Daraus geht zweifelsfrei hervor, dass die Beschwerdeführerin die ihr angelastete Verwaltungsübertretung nicht begangen hat.

4.3. Der vorliegenden Berufung war daher gemäß § 24 VStG i.V.m. § 66 Abs. 4 AVG insoweit stattzugeben, das angefochtene Straferkenntnis aufzuheben und das Verwaltungsstrafverfahren gemäß § 45 Abs. 1 Z. 1 VStG einzustellen.

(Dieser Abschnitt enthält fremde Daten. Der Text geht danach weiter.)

//! Deterministic embedder for index tests.
//!
//! Each dimension counts the words containing one vocabulary stem, so similarity follows shared
//! keywords and never depends on hashing.
#![allow(dead_code)]

use std::sync::atomic::{AtomicUsize, Ordering};

use async_trait::async_trait;
use embedding::EmbeddingService;

pub const VOCABULARY: &[&str] = &["кто", "миссия", "ценност", "услуг", "команд", "ии"];

#[derive(Default)]
pub struct KeywordEmbedder {
    pub batch_calls: AtomicUsize,
}

pub fn keyword_vector(text: &str) -> Vec<f32> {
    let lower = text.to_lowercase();
    let words: Vec<&str> = lower
        .split(|c: char| !c.is_alphanumeric())
        .filter(|w| !w.is_empty())
        .collect();
    VOCABULARY
        .iter()
        .map(|stem| words.iter().filter(|w| w.contains(stem)).count() as f32)
        .collect()
}

#[async_trait]
impl EmbeddingService for KeywordEmbedder {
    async fn embed(&self, text: &str) -> Result<Vec<f32>, anyhow::Error> {
        Ok(keyword_vector(text))
    }

    async fn embed_batch(&self, texts: &[String]) -> Result<Vec<Vec<f32>>, anyhow::Error> {
        self.batch_calls.fetch_add(1, Ordering::SeqCst);
        Ok(texts.iter().map(|t| keyword_vector(t)).collect())
    }
}

pub const SAMPLE_DOC: &str = "\
# Почему мы?
Потому что мы делаем ИИ полезным.

# Кто мы?
Мы команда AllSee, студия разработки решений на базе ИИ.

## Состав
Инженеры и аналитики.

# Наша миссия
Миссия: сделать технологии доступными.

```text
# это не заголовок
```

#

# Ценности
Честность и ответственность.
";
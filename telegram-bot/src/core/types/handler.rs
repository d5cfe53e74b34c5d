//! Handler trait and transport conversion traits.

use async_trait::async_trait;

use super::{message::Message, response::HandlerResponse, user::User};
use crate::core::error::Result;

/// Converts a transport-specific user type to core [`User`].
pub trait ToCoreUser: Send + Sync {
    fn to_core(&self) -> User;
}

/// Converts a transport-specific message type to core [`Message`].
pub trait ToCoreMessage: Send + Sync {
    fn to_core(&self) -> Message;
}

/// Single handler concept: optional before / handle / after. Chain runs all before → handle until
/// Stop/Reply → all after (reverse).
#[async_trait]
pub trait Handler: Send + Sync {
    /// Runs before the handle phase. Return false to stop the chain.
    async fn before(&self, _message: &Message) -> Result<bool> {
        Ok(true)
    }

    /// Processes the message. Return Stop or Reply to end the handle phase. Default: Continue.
    async fn handle(&self, _message: &Message) -> Result<HandlerResponse> {
        Ok(HandlerResponse::Continue)
    }

    /// Runs after the handle phase (reverse order), with the final response.
    async fn after(&self, _message: &Message, _response: &HandlerResponse) -> Result<()> {
        Ok(())
    }
}
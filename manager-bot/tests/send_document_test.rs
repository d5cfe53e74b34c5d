//! Tests for `SendDocumentToUser`: every outcome is a `ReplyResult`, and a failed send is never
//! reported as a success.

mod common;

use std::sync::Arc;

use common::{ctx, sqlite_graph, tool_call, MockBot, ScriptedModel, Sent};
use manager_bot::tools::SEND_DOCUMENT_TOOL_NAME;
use manager_bot::{manager_graph, ManagerAgent, ReplyResult, SendDocumentToUser, Tool, ToolBox};
use prompt::{ChatMessage, MessageRole};
use serde_json::json;
use tempfile::TempDir;

fn write_doc(dir: &TempDir) -> String {
    let path = dir.path().join("presentation.pdf");
    std::fs::write(&path, b"%PDF-1.4").unwrap();
    path.to_string_lossy().into_owned()
}

async fn call(bot: Arc<MockBot>, arguments: serde_json::Value) -> ReplyResult {
    let output = SendDocumentToUser::new()
        .call(arguments, &ctx(55, bot))
        .await
        .unwrap();
    serde_json::from_str(&output).unwrap()
}

/// **Test: The file goes to the request's chat with the caption converted to Telegram HTML.**
#[tokio::test]
async fn sends_to_request_chat() {
    let dir = TempDir::new().unwrap();
    let path = write_doc(&dir);
    let bot = MockBot::new();

    let result = call(
        bot.clone(),
        json!({"reply_document_path": path, "reply_text": "**Презентация** <AllSee>"}),
    )
    .await;

    assert_eq!(result, ReplyResult::ok());
    assert_eq!(
        bot.sent(),
        vec![Sent::Document {
            chat_id: 55,
            path: path.into(),
            caption: Some("<b>Презентация</b> &lt;AllSee&gt;".to_string()),
        }]
    );
}

/// **Test: A missing caption and a null caption both send no caption.**
#[tokio::test]
async fn caption_is_optional() {
    let dir = TempDir::new().unwrap();
    let path = write_doc(&dir);
    let bot = MockBot::new();

    assert!(call(bot.clone(), json!({"reply_document_path": path})).await.success);
    assert!(
        call(bot.clone(), json!({"reply_document_path": path, "reply_text": null}))
            .await
            .success
    );
    for sent in bot.sent() {
        match sent {
            Sent::Document { caption, .. } => assert!(caption.is_none()),
            other => panic!("unexpected {:?}", other),
        }
    }
}

/// **Test: A transport error yields success=false with the error text.**
#[tokio::test]
async fn send_failure_is_reported() {
    let dir = TempDir::new().unwrap();
    let path = write_doc(&dir);
    let bot = MockBot::failing_documents();

    let result = call(bot.clone(), json!({"reply_document_path": path})).await;

    assert!(!result.success);
    assert!(result.error.unwrap().contains("file is too big"));
    assert!(bot.sent().is_empty());
}

/// **Test: A path that does not exist fails before anything is sent.**
#[tokio::test]
async fn missing_file_fails_without_sending() {
    let dir = TempDir::new().unwrap();
    let bot = MockBot::new();
    let missing = dir.path().join("nope.pdf");

    let result = call(
        bot.clone(),
        json!({"reply_document_path": missing.to_string_lossy()}),
    )
    .await;

    assert!(!result.success);
    assert!(result.error.unwrap().contains("nope.pdf"));
    assert!(bot.sent().is_empty());
}

/// **Test: Missing required arguments are reported as a failed ReplyResult, not an error.**
#[tokio::test]
async fn invalid_arguments_are_a_failed_result() {
    let result = call(MockBot::new(), json!({"reply_text": "hi"})).await;
    assert!(!result.success);
    assert!(result.error.unwrap().starts_with("invalid arguments"));
}

/// **Test: Through the agent, the model sees the failure in the tool message.**
#[tokio::test]
async fn agent_sees_failure() {
    let dir = TempDir::new().unwrap();
    let path = write_doc(&dir);
    let model = ScriptedModel::new(vec![
        tool_call("call_1", SEND_DOCUMENT_TOOL_NAME, json!({"reply_document_path": path})),
        ChatMessage::assistant("Не удалось отправить файл."),
    ]);
    let tools = ToolBox::new().with_tool(Arc::new(SendDocumentToUser::new()));
    let graph = sqlite_graph(
        dir.path(),
        &manager_graph(ManagerAgent::new(model, tools, "system", 3)),
    )
    .await;

    let state = graph
        .invoke(
            "55",
            vec![ChatMessage::user("пришлите презентацию")],
            ctx(55, MockBot::failing_documents()),
        )
        .await
        .unwrap();

    let tool_msg = state
        .messages
        .iter()
        .find(|m| m.role == MessageRole::Tool)
        .unwrap();
    let result: ReplyResult = serde_json::from_str(&tool_msg.content).unwrap();
    assert!(!result.success);
    assert!(result.error.is_some());
}
//! Binary for manager-bot. See `cli.rs` for the command line.

use anyhow::Result;
use clap::Parser;
use embedding::EnvEmbeddingConfig;
use knowledge_base::KnowledgeConfig;
use manager_bot::{load_dotenv, rebuild_index, run_bot, thread_summaries, BotConfig, CheckpointConfig};
use telegram_bot::{init_tracing, DEFAULT_LOGGING_LEVEL, DEFAULT_LOG_FILE};
use tracing::error;

mod cli;

use cli::{Cli, Commands};

#[tokio::main]
async fn main() -> Result<()> {
    load_dotenv();
    let cli = Cli::parse();

    match cli.command.unwrap_or(Commands::Run) {
        Commands::Run => {
            let config = BotConfig::load()?;
            init_tracing(&config.telegram.log_file, &config.telegram.logging_level)?;
            if let Err(e) = run_bot(config).await {
                error!(error = %format!("{:#}", e), "Bot exited with an error");
                return Err(e);
            }
        }
        Commands::Index => {
            init_tracing(DEFAULT_LOG_FILE, DEFAULT_LOGGING_LEVEL)?;
            let embedding = EnvEmbeddingConfig::from_env()?;
            embedding.validate()?;
            let knowledge = KnowledgeConfig::from_env()?;
            let sections = rebuild_index(&knowledge, &embedding).await?;
            println!(
                "Indexed {} sections from {} into {} (collection {})",
                sections,
                knowledge.source_path.display(),
                knowledge.index_dir.display(),
                knowledge.collection
            );
        }
        Commands::Memory { thread_id } => {
            let checkpoint = CheckpointConfig::from_env()?;
            println!("Checkpoint store: {}", checkpoint.kind);
            let summaries = thread_summaries(&checkpoint, thread_id.as_deref()).await?;
            if summaries.is_empty() {
                println!("  (no threads)");
            }
            for summary in summaries {
                println!("{}\n", summary);
            }
        }
    }

    Ok(())
}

5. Bei diesem Verfahrensergebnis war der Rechtsmittelwerberin gemäß § 66 Abs. 1 VStG weder ein Beitrag zu den Kosten des Strafverfahrens vor der belangten Behörde noch ein Beitrag zu den Kosten des Verfahrens vor dem Oö. Verwaltungssenat vorzuschreiben.

Rechtsmittelbelehrung:

Gegen diesen Bescheid ist kein ordentliches Rechtsmittel zulässig.

Hinweis:

Gegen diesen Bescheid kann innerhalb von sechs Wochen ab seiner Zustellung eine Beschwerde an den Verfassungsgerichtshof oder an den Verwaltungsgerichtshof erhoben werden; diese muss - von gesetzlichen Ausnahmen abgesehen - jeweils von einem Rechtsanwalt unterschrieben sein. Für jede dieser Beschwerden ist eine Gebühr von 2500 S (entspricht 181,68 €) zu entrichten.